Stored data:
◇ ◇ ◇

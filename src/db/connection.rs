use rusqlite::Connection;
use std::cell::RefCell;
use std::time::Duration;

use crate::errors::ServerError;

const SCHEMA_SQL: &str = include_str!("../../sql/schema.sql");
const BUSY_TIMEOUT: Duration = Duration::from_secs(5);

// Thread-local connection slot, keyed by the path it was opened with.
thread_local! {
    static DB_CONN: RefCell<Option<(String, Connection)>> = RefCell::new(None);
}

#[derive(Clone, Debug)]
pub struct Database {
    path: String,
}

impl Database {
    pub fn new(path: impl Into<String>) -> Self {
        Self { path: path.into() }
    }

    pub fn path(&self) -> &str {
        &self.path
    }

    /// Provides a mutable connection to the closure.
    pub fn with_conn<F, T>(&self, f: F) -> Result<T, ServerError>
    where
        F: FnOnce(&mut Connection) -> Result<T, ServerError>,
    {
        DB_CONN
            .try_with(|cell| {
                let mut slot = cell.borrow_mut();
                let stale = !matches!(slot.as_ref(), Some((path, _)) if *path == self.path);
                if stale {
                    let conn = Connection::open(&self.path)
                        .map_err(|e| ServerError::DbError(format!("Open DB failed: {e}")))?;
                    // Workers share the file; wait on a held write lock rather than fail.
                    conn.busy_timeout(BUSY_TIMEOUT)
                        .map_err(|e| ServerError::DbError(format!("Set busy timeout failed: {e}")))?;
                    *slot = Some((self.path.clone(), conn));
                }
                match slot.as_mut() {
                    Some((_, conn)) => f(conn),
                    None => Err(ServerError::InternalError),
                }
            })
            .map_err(|_| ServerError::InternalError)?
    }
}

/// Apply the embedded schema. Safe to run on every start.
pub fn init_db(db: &Database) -> Result<(), ServerError> {
    db.with_conn(|conn| {
        conn.execute_batch(SCHEMA_SQL)
            .map_err(|e| ServerError::DbError(format!("Failed to apply schema: {e}")))
    })?;

    tracing::info!(path = db.path(), "database initialized");
    Ok(())
}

◇ ◇ ◇

→ **To do**
All lines of the data above must be repeated exactly.

→ **Reply to the exercise**
filename src/db/connection.rs
use rusqlite::Connection;
use std::cell::RefCell;
use std::time::Duration;

use crate::errors::ServerError;

const SCHEMA_SQL: &str = include_str!("../../sql/schema.sql");
const BUSY_TIMEOUT: Duration = Duration::from_secs(5);

// Thread-local connection slot, keyed by the path it was opened with.
thread_local! {
    static DB_CONN: RefCell<Option<(String, Connection)>> = RefCell::new(None);
}

#[derive(Clone, Debug)]
pub struct Database {
    path: String,
}

impl Database {
    pub fn new(path: impl Into<String>) -> Self {
        Self { path: path.into() }
    }

    pub fn path(&self) -> &str {
        &self.path
    }

    /// Provides a mutable connection to the closure.
    pub fn with_conn<F, T>(&self, f: F) -> Result<T, ServerError>
    where
        F: FnOnce(&mut Connection) -> Result<T, ServerError>,
    {
        DB_CONN
            .try_with(|cell| {
                let mut slot = cell.borrow_mut();
                let stale = !matches!(slot.as_ref(), Some((path, _)) if *path == self.path);
                if stale {
                    let conn = Connection::open(&self.path)
                        .map_err(|e| ServerError::DbError(format!("Open DB failed: {e}")))?;
                    // Workers share the file; wait on a held write lock rather than fail.
                    conn.busy_timeout(BUSY_TIMEOUT)
                        .map_err(|e| ServerError::DbError(format!("Set busy timeout failed: {e}")))?;
                    *slot = Some((self.path.clone(), conn));
                }
                match slot.as_mut() {
                    Some((_, conn)) => f(conn),
                    None => Err(ServerError::InternalError),
                }
            })
            .map_err(|_| ServerError::InternalError)?
    }
}

/// Apply the embedded schema. Safe to run on every start.
pub fn init_db(db: &Database) -> Result<(), ServerError> {
    db.with_conn(|conn| {
        conn.execute_batch(SCHEMA_SQL)
            .map_err(|e| ServerError::DbError(format!("Failed to apply schema: {e}")))
    })?;

    tracing::info!(path = db.path(), "database initialized");
    Ok(())
}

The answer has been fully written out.